Other kinds of points, league points, were very much at stake today. A run of four games without a win, including an injury time defeat at home to FCUM in front of over 2000 in the previous game, had seen Chorley’s lead whittled away. Another failure to win would see Skelmersdale take over first spot if they beat Grantham, as expected, on the same day. Defeat would also see visitors Worksop close the gap to just two points.
With Chorley taking the pitch in yellow shirts rather than their usual black and white stripes due to a charity push for Mencap, it took a while to work out who the home side were. Most attacking in the early stages came from Worksop, in black and blue, looking intent on adding to the 97 league goals they’d already scored in their 34 games this season.
Despite that, Chorley had already hit the bar once before poking the ball in from short-range to give the hosts the lead, probably slightly against the run of play. From there it was all out attack from both sides. Chorley hit the bar again, and had one cleared off the line, with Worksop having chances too, and it was something of a mystery that the half ended with just a single goal. To one Worksop fan in a green coat, the reason for this, and seemingly every other problem in the world, was down to Chorley boss Gary Flitcroft, and he seemed to be on his own mission to help Mencap by having a sponsored afternoon of verbal abuse.
After the break, both teams tightened up, and this seemed to suit Chorley more, who looked more and more in control as the game progressed. News of Skelmersdale being surprisingly 0-2 down to Grantham may well have filtered through, and given Chorley a bit of extra determination. With a bit more composure they would have put the game to bed, hitting the post again, and forcing another save or two, but they couldn’t finish Worksop off.

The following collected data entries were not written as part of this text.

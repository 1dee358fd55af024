// src/presentation/http/controllers/content.rs
use crate::application::{
    commands::content::{
        ApproveContentCommand, CreateContentCommand, DeleteContentCommand, DirectPublishCommand,
        PublishContentCommand, UpdateContentCommand,
    },
    dto::ContentDto,
    queries::content::{GetContentQuery, PendingApprovalsQuery},
};
use crate::presentation::http::error::{HttpResult, IntoHttpResult};
use crate::presentation::http::extractors::{Authenticated, MaybeAuthenticated};
use crate::presentation::http::state::{ContentScope, HttpState};
use axum::{Extension, Json, extract::Path, http::StatusCode};
use serde::{Deserialize, Deserializer};
use utoipa::ToSchema;

#[derive(Debug, Deserialize, ToSchema)]
pub struct CreateContentRequest {
    pub title: String,
    pub body: String,
    #[serde(default)]
    pub publisher_id: Option<i64>,
    /// Articles only.
    #[serde(default)]
    pub category_id: Option<i64>,
    #[serde(default)]
    pub image_path: Option<String>,
    #[serde(default)]
    pub is_independent: bool,
}

/// Partial edit. An explicit `null` clears `category_id` or `image_path`;
/// an omitted field is left untouched.
#[derive(Debug, Default, Deserialize, ToSchema)]
pub struct UpdateContentRequest {
    #[serde(default)]
    pub title: Option<String>,
    #[serde(default)]
    pub body: Option<String>,
    #[serde(default, deserialize_with = "double_option")]
    #[schema(value_type = Option<i64>)]
    pub category_id: Option<Option<i64>>,
    #[serde(default, deserialize_with = "double_option")]
    #[schema(value_type = Option<String>)]
    pub image_path: Option<Option<String>>,
}

fn double_option<'de, T, D>(deserializer: D) -> Result<Option<Option<T>>, D::Error>
where
    T: Deserialize<'de>,
    D: Deserializer<'de>,
{
    Option::<T>::deserialize(deserializer).map(Some)
}

#[utoipa::path(
    post,
    path = "/api/v1/{kind}",
    params(("kind" = String, Path, description = "`articles` or `newsletters`")),
    request_body = CreateContentRequest,
    responses(
        (status = 201, description = "Draft created.", body = ContentDto),
        (status = 400, description = "Invalid input.", body = crate::presentation::http::error::ErrorResponse),
        (status = 401, description = "Unauthorized.", body = crate::presentation::http::error::ErrorResponse),
        (status = 403, description = "Only journalists can write content.", body = crate::presentation::http::error::ErrorResponse),
        (status = 404, description = "Publisher not found.", body = crate::presentation::http::error::ErrorResponse)
    ),
    security(("bearerAuth" = [])),
    tag = "Content"
)]
pub async fn create_content(
    Extension(state): Extension<HttpState>,
    Extension(ContentScope(kind)): Extension<ContentScope>,
    Authenticated(user): Authenticated,
    Json(payload): Json<CreateContentRequest>,
) -> HttpResult<(StatusCode, Json<ContentDto>)> {
    let command = CreateContentCommand {
        kind,
        title: payload.title,
        body: payload.body,
        publisher_id: payload.publisher_id,
        category_id: payload.category_id,
        image_path: payload.image_path,
        is_independent: payload.is_independent,
    };

    let created = state
        .services
        .content_commands
        .create(&user, command)
        .await
        .into_http()?;

    Ok((StatusCode::CREATED, Json(created)))
}

#[utoipa::path(
    get,
    path = "/api/v1/{kind}/pending",
    params(("kind" = String, Path, description = "`articles` or `newsletters`")),
    responses(
        (status = 200, description = "Unpublished items awaiting editorial action.", body = [ContentDto]),
        (status = 401, description = "Unauthorized.", body = crate::presentation::http::error::ErrorResponse),
        (status = 403, description = "Forbidden.", body = crate::presentation::http::error::ErrorResponse)
    ),
    security(("bearerAuth" = [])),
    tag = "Content"
)]
pub async fn list_pending(
    Extension(state): Extension<HttpState>,
    Extension(ContentScope(kind)): Extension<ContentScope>,
    Authenticated(user): Authenticated,
) -> HttpResult<Json<Vec<ContentDto>>> {
    state
        .services
        .content_queries
        .pending_approvals(&user, PendingApprovalsQuery { kind })
        .await
        .into_http()
        .map(Json)
}

#[utoipa::path(
    get,
    path = "/api/v1/{kind}/{id}",
    params(
        ("kind" = String, Path, description = "`articles` or `newsletters`"),
        ("id" = i64, Path, description = "Content identifier")
    ),
    responses(
        (status = 200, description = "Content item.", body = ContentDto),
        (status = 404, description = "Not found or not visible.", body = crate::presentation::http::error::ErrorResponse)
    ),
    tag = "Content"
)]
pub async fn get_content(
    Extension(state): Extension<HttpState>,
    Extension(ContentScope(kind)): Extension<ContentScope>,
    MaybeAuthenticated(user): MaybeAuthenticated,
    Path(id): Path<i64>,
) -> HttpResult<Json<ContentDto>> {
    state
        .services
        .content_queries
        .get_content(user.as_ref(), GetContentQuery { kind, id })
        .await
        .into_http()
        .map(Json)
}

#[utoipa::path(
    put,
    path = "/api/v1/{kind}/{id}",
    params(
        ("kind" = String, Path, description = "`articles` or `newsletters`"),
        ("id" = i64, Path, description = "Content identifier")
    ),
    request_body = UpdateContentRequest,
    responses(
        (status = 200, description = "Draft updated.", body = ContentDto),
        (status = 400, description = "Invalid input.", body = crate::presentation::http::error::ErrorResponse),
        (status = 403, description = "Only the author can edit.", body = crate::presentation::http::error::ErrorResponse),
        (status = 404, description = "Not found.", body = crate::presentation::http::error::ErrorResponse),
        (status = 409, description = "Concurrent modification.", body = crate::presentation::http::error::ErrorResponse),
        (status = 412, description = "Item already published.", body = crate::presentation::http::error::ErrorResponse)
    ),
    security(("bearerAuth" = [])),
    tag = "Content"
)]
pub async fn update_content(
    Extension(state): Extension<HttpState>,
    Extension(ContentScope(kind)): Extension<ContentScope>,
    Authenticated(user): Authenticated,
    Path(id): Path<i64>,
    Json(payload): Json<UpdateContentRequest>,
) -> HttpResult<Json<ContentDto>> {
    let command = UpdateContentCommand {
        kind,
        id,
        title: payload.title,
        body: payload.body,
        category_id: payload.category_id,
        image_path: payload.image_path,
    };

    state
        .services
        .content_commands
        .update(&user, command)
        .await
        .into_http()
        .map(Json)
}

#[utoipa::path(
    delete,
    path = "/api/v1/{kind}/{id}",
    params(
        ("kind" = String, Path, description = "`articles` or `newsletters`"),
        ("id" = i64, Path, description = "Content identifier")
    ),
    responses(
        (status = 204, description = "Deleted together with its comments."),
        (status = 403, description = "Forbidden.", body = crate::presentation::http::error::ErrorResponse),
        (status = 404, description = "Not found.", body = crate::presentation::http::error::ErrorResponse)
    ),
    security(("bearerAuth" = [])),
    tag = "Content"
)]
pub async fn delete_content(
    Extension(state): Extension<HttpState>,
    Extension(ContentScope(kind)): Extension<ContentScope>,
    Authenticated(user): Authenticated,
    Path(id): Path<i64>,
) -> HttpResult<StatusCode> {
    state
        .services
        .content_commands
        .delete(&user, DeleteContentCommand { kind, id })
        .await
        .into_http()?;
    Ok(StatusCode::NO_CONTENT)
}

#[utoipa::path(
    post,
    path = "/api/v1/{kind}/{id}/approve",
    params(
        ("kind" = String, Path, description = "`articles` or `newsletters`"),
        ("id" = i64, Path, description = "Content identifier")
    ),
    responses(
        (status = 200, description = "Item approved.", body = ContentDto),
        (status = 403, description = "Caller cannot approve this kind.", body = crate::presentation::http::error::ErrorResponse),
        (status = 404, description = "Not found.", body = crate::presentation::http::error::ErrorResponse)
    ),
    security(("bearerAuth" = [])),
    tag = "Content"
)]
pub async fn approve_content(
    Extension(state): Extension<HttpState>,
    Extension(ContentScope(kind)): Extension<ContentScope>,
    Authenticated(user): Authenticated,
    Path(id): Path<i64>,
) -> HttpResult<Json<ContentDto>> {
    state
        .services
        .content_commands
        .approve(&user, ApproveContentCommand { kind, id })
        .await
        .into_http()
        .map(Json)
}

#[utoipa::path(
    post,
    path = "/api/v1/{kind}/{id}/publish",
    params(
        ("kind" = String, Path, description = "`articles` or `newsletters`"),
        ("id" = i64, Path, description = "Content identifier")
    ),
    responses(
        (status = 200, description = "Item published; subscribers are notified asynchronously.", body = ContentDto),
        (status = 403, description = "Caller is not an editor of the owning publisher.", body = crate::presentation::http::error::ErrorResponse),
        (status = 404, description = "Not found.", body = crate::presentation::http::error::ErrorResponse),
        (status = 412, description = "Item is not approved.", body = crate::presentation::http::error::ErrorResponse)
    ),
    security(("bearerAuth" = [])),
    tag = "Content"
)]
pub async fn publish_content(
    Extension(state): Extension<HttpState>,
    Extension(ContentScope(kind)): Extension<ContentScope>,
    Authenticated(user): Authenticated,
    Path(id): Path<i64>,
) -> HttpResult<Json<ContentDto>> {
    state
        .services
        .content_commands
        .publish(&user, PublishContentCommand { kind, id })
        .await
        .into_http()
        .map(Json)
}

#[utoipa::path(
    post,
    path = "/api/v1/{kind}/{id}/direct-publish",
    params(
        ("kind" = String, Path, description = "`articles` or `newsletters`"),
        ("id" = i64, Path, description = "Content identifier")
    ),
    responses(
        (status = 200, description = "Item published.", body = ContentDto),
        (status = 403, description = "Caller is neither an editor nor the author.", body = crate::presentation::http::error::ErrorResponse),
        (status = 404, description = "Not found.", body = crate::presentation::http::error::ErrorResponse),
        (status = 412, description = "Item is not approved.", body = crate::presentation::http::error::ErrorResponse)
    ),
    security(("bearerAuth" = [])),
    tag = "Content"
)]
pub async fn direct_publish_content(
    Extension(state): Extension<HttpState>,
    Extension(ContentScope(kind)): Extension<ContentScope>,
    Authenticated(user): Authenticated,
    Path(id): Path<i64>,
) -> HttpResult<Json<ContentDto>> {
    state
        .services
        .content_commands
        .direct_publish(&user, DirectPublishCommand { kind, id })
        .await
        .into_http()
        .map(Json)
}

#[cfg(test)]
mod tests {
    use super::*;

    #[test]
    fn explicit_null_clears_while_omission_keeps() {
        let cleared: UpdateContentRequest =
            serde_json::from_str(r#"{"category_id": null}"#).unwrap();
        assert_eq!(cleared.category_id, Some(None));
        assert_eq!(cleared.image_path, None);

        let set: UpdateContentRequest =
            serde_json::from_str(r#"{"image_path": "media/a.png"}"#).unwrap();
        assert_eq!(set.image_path, Some(Some("media/a.png".to_string())));
    }
}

This led to a tense end to the game with Worksop throwing everyone, including the keeper, forward in search of that equaliser. Sadly for them though, it didn’t come, and they left the field with the unaccustomed feeling of having not scored a league goal for only the second time this season. For Chorley, now four points clear at the top and a full eight ahead of Worksop, it was a win to celebrate., just perhaps with something a little warmer than an ice-cream though.